Refeeds are also dependent on your Bodyfat levels as well.  I would say you are fine with 1 a week.


----------



## NJ-Surfer (Feb 4, 2010)

FMJ said:


> Currently, I'm on 2200 calories total. 40%p 30%c and 30%f.
> BF% is approx 16-17%
> Total daily carbs are 165grams



Are you planning on lowering your daily carb intake? At 165 grams/day there's no need to refeed as your glycogen stores are not being depleted unless your doing a whole lot of cardio. IMHO, keep it simple and just cut calories as you're doing and add 1 cheat day/week. I'm a big believer in Occam's razor (aka. keep it simple). If you're hell-bent on keto and refeeds here is a rough estimate of daily carb intake required for ketosis based on an article by Christian Thibaudeau:



> ...Although I can't give exact numbers that'll be perfect for everybody, the following can give you a good starting point when planning carb intake. (Remember that these numbers are for those who want to lose fat, not bulk up.)
> 
> For men
> Above 20% body fat: no more than 30g of carbs per day
> ...


----------



## kyoun1e (Feb 4, 2010)

Yeah, agree with NJ.

165 grams of carbs is a walk in the park. Refeeding probably isn't necessary.
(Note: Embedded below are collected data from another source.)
//! File-backed [`SigninStore`] that keeps pending signins across process restarts.

// std
use std::{
	fs::{self, File},
	io::Write,
	path::{Path, PathBuf},
};
// self
use crate::{
	_prelude::*,
	store::{SigninStore, StoreError, StoreFuture},
};

/// Persists every entry to a JSON object on disk after each mutation.
#[derive(Clone, Debug)]
pub struct FileStore {
	path: PathBuf,
	inner: Arc<RwLock<BTreeMap<String, String>>>,
}
impl FileStore {
	/// Opens (or creates) a store at the provided path, eagerly loading existing data.
	pub fn open(path: impl Into<PathBuf>) -> Result<Self, StoreError> {
		let path = path.into();

		Self::ensure_parent_exists(&path)?;

		let snapshot = Self::load_snapshot(&path)?;

		Ok(Self { path, inner: Arc::new(RwLock::new(snapshot)) })
	}

	/// Location of the backing file.
	pub fn path(&self) -> &Path {
		&self.path
	}

	fn load_snapshot(path: &Path) -> Result<BTreeMap<String, String>, StoreError> {
		if !path.exists() {
			return Ok(BTreeMap::new());
		}

		let bytes = fs::read(path).map_err(|e| StoreError::Backend {
			message: format!("Failed to read {}: {e}", path.display()),
		})?;

		if bytes.is_empty() {
			return Ok(BTreeMap::new());
		}

		serde_json::from_slice(&bytes).map_err(|e| StoreError::Serialization {
			message: format!("Failed to parse {}: {e}", path.display()),
		})
	}

	fn ensure_parent_exists(path: &Path) -> Result<(), StoreError> {
		if let Some(parent) = path.parent().filter(|p| !p.as_os_str().is_empty()) {
			fs::create_dir_all(parent).map_err(|e| StoreError::Backend {
				message: format!("Failed to create store directory {}: {e}", parent.display()),
			})?;
		}

		Ok(())
	}

	fn persist_locked(&self, contents: &BTreeMap<String, String>) -> Result<(), StoreError> {
		Self::ensure_parent_exists(&self.path)?;

		let serialized =
			serde_json::to_vec_pretty(contents).map_err(|e| StoreError::Serialization {
				message: format!("Failed to serialize store snapshot: {e}"),
			})?;
		let mut tmp_path = self.path.clone();

		tmp_path.set_extension("tmp");

		{
			let mut file = File::create(&tmp_path).map_err(|e| StoreError::Backend {
				message: format!("Failed to create {}: {e}", tmp_path.display()),
			})?;

			file.write_all(&serialized).map_err(|e| StoreError::Backend {
				message: format!("Failed to write {}: {e}", tmp_path.display()),
			})?;
			file.sync_all().map_err(|e| StoreError::Backend {
				message: format!("Failed to sync {}: {e}", tmp_path.display()),
			})?;
		}

		fs::rename(&tmp_path, &self.path).map_err(|e| StoreError::Backend {
			message: format!("Failed to replace {}: {e}", self.path.display()),
		})
	}
}
impl SigninStore for FileStore {
	fn set_item<'a>(&'a self, key: &'a str, value: String) -> StoreFuture<'a, ()> {
		Box::pin(async move {
			let mut guard = self.inner.write();

			guard.insert(key.to_owned(), value);
			self.persist_locked(&guard)
		})
	}

	fn get_item<'a>(&'a self, key: &'a str) -> StoreFuture<'a, Option<String>> {
		Box::pin(async move { Ok(self.inner.read().get(key).cloned()) })
	}

	fn remove_item<'a>(&'a self, key: &'a str) -> StoreFuture<'a, Option<String>> {
		Box::pin(async move {
			let mut guard = self.inner.write();
			let removed = guard.remove(key);

			if removed.is_some() {
				self.persist_locked(&guard)?;
			}

			Ok(removed)
		})
	}
}

#[cfg(test)]
mod tests {
	// std
	use std::{env, process};
	// crates.io
	use tokio::runtime::Runtime;
	// self
	use super::*;
	use crate::id::CorrelationId;

	fn temp_path() -> PathBuf {
		let unique = format!(
			"oidc_redirect_file_store_{}_{}.json",
			process::id(),
			CorrelationId::generate(),
		);

		env::temp_dir().join(unique)
	}

	#[test]
	fn set_and_reload_round_trip() {
		let path = temp_path();
		let store = FileStore::open(&path).expect("Failed to open file store snapshot.");
		let rt = Runtime::new().expect("Failed to build Tokio runtime for file store test.");

		rt.block_on(store.set_item("oidc-client:abc", "{\"id\":\"abc\"}".into()))
			.expect("Failed to write entry to file store.");
		drop(store);

		let reopened = FileStore::open(&path).expect("Failed to reopen file store snapshot.");
		let fetched = rt
			.block_on(reopened.get_item("oidc-client:abc"))
			.expect("Failed to read entry from file store.");

		assert_eq!(fetched.as_deref(), Some("{\"id\":\"abc\"}"));

		let removed = rt
			.block_on(reopened.remove_item("oidc-client:abc"))
			.expect("Failed to remove entry from file store.");

		assert!(removed.is_some());
		assert!(FileStore::load_snapshot(&path).expect("Snapshot should parse.").is_empty());

		fs::remove_file(&path).unwrap_or_else(|e| {
			panic!("Failed to remove temporary file store snapshot {}: {e}", path.display())
		});
	}
}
Now if you increase your deficit by a few hundred calories and drop carbs below 75g per day to accelerate fat loss...different ballgame.

KY


----------



## FMJ (Feb 4, 2010)

Okay. That sounds great. Thanks gents. I'm losing still. about 6 lbs in the last 3 weeks. If that stalls on me, I'll cut a big deficit and incorporate refeeds. 
Good stuff to know though. Sooner or later, I'm gonna get to a point where fat loss will stop on my current diet. I don't want to be cutting for the next 6 months either so maybe I'll switch it up sooner just to speed the cutting progress.
Thanks!


----------



## FMJ (Feb 5, 2010)

Guys, I'm going over my numbers again and want to double check this..
Currently my macros in grams are: 165c, 74f and 220p. That breaks down to 30%, 30% and 40%, respectively. A total of 2215 cal. 
In order to pull off 75g of carbs and I would have to go down to 1855 which is about an 845 calorie daily deficit.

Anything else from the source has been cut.